Starting with the first line of the records, write out each line exactly until you have included the line containing "use arc_swap::ArcSwapOption;".

Source material:
○ ○ ○

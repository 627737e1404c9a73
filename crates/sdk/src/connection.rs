//! Connection management and failover.
//!
//! The [`ConnectionManager`] owns the ordered endpoint list and the active
//! [`ConnectionHandle`].
//!
//! # Architecture
//!
//! - **Snapshot handle**: a handle bundles the live node with the metadata
//!   fetched over it. It is swapped wholesale through `ArcSwapOption`, so a
//!   reader holding an `Arc<ConnectionHandle>` always sees a consistent pair.
//! - **Health flag**: an `AtomicBool` set by the latest probe or cleared when an
//!   engine observes a transport failure. Reading it performs no I/O.
//! - **Inline reconnect**: there is no background loop. The call that finds the
//!   flag cleared reconnects, serialized behind an async mutex so concurrent
//!   callers dial once and share the result.

use std::{
    sync::{
        Arc,
        atomic::{AtomicBool, AtomicU64, Ordering},
    },
    time::{Duration, Instant},
};

use arc_swap::ArcSwapOption;
use tokio::sync::Mutex;

use crate::{
    config::ClientConfig,
    error::{ConnectionSnafu, Result, SdkError, duration_ms},
    metadata::{MetadataCache, RuntimeCodec},
    metrics::{ConnectionEvent, SdkMetrics},
    rpc::{Connector, NodeRpc},
};

/// Immutable snapshot of one live connection.
#[derive(Debug)]
pub struct ConnectionHandle {
    /// The connected node.
    pub node: Arc<dyn NodeRpc>,
    /// Metadata fetched over this connection.
    pub cache: MetadataCache,
    /// Endpoint the node was reached at.
    pub endpoint: String,
    /// Monotonic counter distinguishing successive handles.
    pub generation: u64,
}

/// Owns the endpoint list, the active handle and the health flag.
#[derive(Debug)]
pub struct ConnectionManager {
    endpoints: Vec<String>,
    connector: Arc<dyn Connector>,
    codec: Arc<dyn RuntimeCodec>,
    connect_timeout: Duration,
    request_timeout: Duration,
    metrics: Arc<dyn SdkMetrics>,
    handle: ArcSwapOption<ConnectionHandle>,
    healthy: AtomicBool,
    generation: AtomicU64,
    reconnect_lock: Mutex<()>,
}

impl ConnectionManager {
    /// Creates a manager without connecting.
    #[must_use]
    pub fn new(
        config: &ClientConfig,
        connector: Arc<dyn Connector>,
        codec: Arc<dyn RuntimeCodec>,
    ) -> Self {
        Self {
            endpoints: config.endpoints.clone(),
            connector,
            codec,
            connect_timeout: config.connect_timeout,
            request_timeout: config.timeout,
            metrics: Arc::clone(&config.metrics),
            handle: ArcSwapOption::empty(),
            healthy: AtomicBool::new(false),
            generation: AtomicU64::new(0),
            reconnect_lock: Mutex::new(()),
        }
    }

    /// Last-known health. Performs no I/O.
    #[must_use]
    pub fn is_healthy(&self) -> bool {
        self.healthy.load(Ordering::Acquire)
    }

    /// The active handle, if any connection has been made.
    #[must_use]
    pub fn current(&self) -> Option<Arc<ConnectionHandle>> {
        self.handle.load_full()
    }

    /// Candidate endpoints, in the order they are tried.
    #[must_use]
    pub fn endpoints(&self) -> &[String] {
        &self.endpoints
    }

    /// Codec used for metadata and event decoding.
    #[must_use]
    pub fn codec(&self) -> &dyn RuntimeCodec {
        self.codec.as_ref()
    }

    /// Issues a liveness call against the active connection.
    ///
    /// A successful probe only sets the health flag. A failed probe (or a
    /// missing connection) walks the endpoint list, replacing the handle and
    /// refreshing metadata on the first endpoint that answers.
    ///
    /// # Errors
    ///
    /// Returns [`SdkError::Connection`] if every endpoint fails; the health
    /// flag stays false.
    pub async fn probe(&self) -> Result<()> {
        let stale = match self.current() {
            Some(handle) => match handle.node.health().await {
                Ok(_) => {
                    self.healthy.store(true, Ordering::Release);
                    return Ok(());
                },
                Err(err) => {
                    tracing::warn!(endpoint = %handle.endpoint, error = %err, "health probe failed");
                    self.mark_unhealthy(&handle);
                    Some(handle.generation)
                },
            },
            None => None,
        };
        self.reconnect(stale).await.map(|_| ())
    }

    /// Returns a usable handle, reconnecting inline if the flag is cleared.
    ///
    /// # Errors
    ///
    /// Returns [`SdkError::Connection`] if reconnection fails.
    pub async fn ensure_healthy(&self) -> Result<Arc<ConnectionHandle>> {
        let current = self.current();
        if self.is_healthy()
            && let Some(handle) = current
        {
            return Ok(handle);
        }
        self.reconnect(current.map(|h| h.generation)).await
    }

    /// Clears the health flag if `handle` is still the active one.
    ///
    /// A failure observed on an already-replaced handle is ignored.
    pub fn mark_unhealthy(&self, handle: &ConnectionHandle) {
        let is_active = self.current().is_some_and(|h| h.generation == handle.generation);
        if is_active && self.healthy.swap(false, Ordering::AcqRel) {
            tracing::debug!(endpoint = %handle.endpoint, generation = handle.generation, "connection marked unhealthy");
            self.metrics.record_connection(&handle.endpoint, ConnectionEvent::Disconnected);
        }
    }

    /// Runs `err` through the health bookkeeping and hands it back.
    pub(crate) fn observe(&self, handle: &ConnectionHandle, err: SdkError) -> SdkError {
        if err.is_connection_fault() {
            self.mark_unhealthy(handle);
        }
        err
    }

    /// Replaces the active handle with a fresh connection.
    ///
    /// `stale` is the generation the caller found broken. If another caller
    /// already replaced it while this one waited for the lock, the newer
    /// handle is returned without dialing again.
    ///
    /// # Errors
    ///
    /// Returns [`SdkError::Connection`] listing every endpoint's failure.
    pub async fn reconnect(&self, stale: Option<u64>) -> Result<Arc<ConnectionHandle>> {
        let _guard = self.reconnect_lock.lock().await;

        if self.is_healthy()
            && let Some(handle) = self.current()
            && Some(handle.generation) != stale
        {
            return Ok(handle);
        }

        let mut failures = Vec::with_capacity(self.endpoints.len());
        for endpoint in &self.endpoints {
            let started = Instant::now();
            match self.open(endpoint).await {
                Ok((node, cache)) => {
                    let generation = self.generation.fetch_add(1, Ordering::AcqRel) + 1;
                    let handle = Arc::new(ConnectionHandle {
                        node,
                        cache,
                        endpoint: endpoint.clone(),
                        generation,
                    });
                    self.handle.store(Some(Arc::clone(&handle)));
                    self.healthy.store(true, Ordering::Release);
                    self.metrics.record_connection(endpoint, ConnectionEvent::Connected);
                    tracing::info!(
                        endpoint = %endpoint,
                        generation,
                        spec_version = handle.cache.runtime_version.spec_version,
                        elapsed_ms = duration_ms(started.elapsed()),
                        "connected to node"
                    );
                    return Ok(handle);
                },
                Err(err) => {
                    self.metrics.record_connection(endpoint, ConnectionEvent::Failed);
                    tracing::warn!(endpoint = %endpoint, error = %err, "endpoint connection failed");
                    failures.push(format!("{endpoint}: {err}"));
                },
            }
        }

        self.healthy.store(false, Ordering::Release);
        ConnectionSnafu { message: format!("all endpoints failed: [{}]", failures.join("; ")) }
            .fail()
    }

    /// Dials one endpoint and fetches its metadata.
    async fn open(&self, endpoint: &str) -> Result<(Arc<dyn NodeRpc>, MetadataCache)> {
        let node = tokio::time::timeout(
            self.connect_timeout,
            self.connector.connect(endpoint, self.connect_timeout),
        )
        .await
        .map_err(|_| SdkError::timeout(self.connect_timeout))??;

        let cache = tokio::time::timeout(
            self.request_timeout,
            MetadataCache::fetch(node.as_ref(), self.codec.as_ref()),
        )
        .await
        .map_err(|_| SdkError::timeout(self.request_timeout))??;

        Ok((node, cache))
    }
}

#[cfg(test)]
#[allow(clippy::unwrap_used, clippy::expect_used, clippy::panic)]
mod tests {
    use super::*;
    use crate::mock::{MockChain, MockCodec, MockConnector};

    const A: &str = "ws://node-a:9944";
    const B: &str = "ws://node-b:9944";

    fn manager(chain: &Arc<MockChain>) -> ConnectionManager {
        let config = ClientConfig::builder()
            .with_endpoints([A, B])
            .with_connect_timeout(Duration::from_millis(200))
            .build()
            .unwrap();
        ConnectionManager::new(&config, Arc::new(MockConnector::new(Arc::clone(chain))), Arc::new(MockCodec))
    }

    #[tokio::test]
    async fn starts_disconnected_and_unhealthy() {
        let chain = MockChain::new();
        let manager = manager(&chain);
        assert!(!manager.is_healthy());
        assert!(manager.current().is_none());
        assert_eq!(chain.connect_count(), 0);
    }

    #[tokio::test]
    async fn first_answering_endpoint_wins() {
        let chain = MockChain::new();
        chain.set_endpoint_up(A, false);
        let manager = manager(&chain);

        let handle = manager.ensure_healthy().await.unwrap();
        assert_eq!(handle.endpoint, B);
        assert_eq!(handle.generation, 1);
        assert!(manager.is_healthy());
        assert_eq!(handle.cache.genesis_hash, chain.genesis_hash());
    }

    #[tokio::test]
    async fn ensure_healthy_reuses_handle() {
        let chain = MockChain::new();
        let manager = manager(&chain);
        let first = manager.ensure_healthy().await.unwrap();
        let second = manager.ensure_healthy().await.unwrap();
        assert!(Arc::ptr_eq(&first, &second));
        assert_eq!(chain.metadata_fetch_count(), 1);
    }

    #[tokio::test]
    async fn mark_unhealthy_ignores_replaced_handles() {
        let chain = MockChain::new();
        let manager = manager(&chain);
        let old = manager.ensure_healthy().await.unwrap();
        manager.mark_unhealthy(&old);
        let new = manager.ensure_healthy().await.unwrap();
        assert_eq!(new.generation, 2);

        manager.mark_unhealthy(&old);
        assert!(manager.is_healthy());
    }

    #[tokio::test]
    async fn concurrent_reconnects_dial_once() {
        let chain = MockChain::new();
        let manager = Arc::new(manager(&chain));

        let tasks: Vec<_> = (0..8)
            .map(|_| {
                let manager = Arc::clone(&manager);
                tokio::spawn(async move { manager.ensure_healthy().await.map(|h| h.generation) })
            })
            .collect();

        for task in tasks {
            assert_eq!(task.await.unwrap().unwrap(), 1);
        }
        assert_eq!(chain.connect_count(), 1);
    }

    #[tokio::test]
    async fn connect_timeout_moves_to_next_endpoint() {
        let chain = MockChain::new();
        chain.set_connect_delay(A, Duration::from_secs(5));
        let manager = manager(&chain);

        let handle = manager.ensure_healthy().await.unwrap();
        assert_eq!(handle.endpoint, B);
    }
}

○ ○ ○

Problem solution:
repository 627737e1404c9a73
filename crates/sdk/src/connection.rs
//! Connection management and failover.
//!
//! The [`ConnectionManager`] owns the ordered endpoint list and the active
//! [`ConnectionHandle`].
//!
//! # Architecture
//!
//! - **Snapshot handle**: a handle bundles the live node with the metadata
//!   fetched over it. It is swapped wholesale through `ArcSwapOption`, so a
//!   reader holding an `Arc<ConnectionHandle>` always sees a consistent pair.
//! - **Health flag**: an `AtomicBool` set by the latest probe or cleared when an
//!   engine observes a transport failure. Reading it performs no I/O.
//! - **Inline reconnect**: there is no background loop. The call that finds the
//!   flag cleared reconnects, serialized behind an async mutex so concurrent
//!   callers dial once and share the result.

use std::{
    sync::{
        Arc,
        atomic::{AtomicBool, AtomicU64, Ordering},
    },
    time::{Duration, Instant},
};

use arc_swap::ArcSwapOption;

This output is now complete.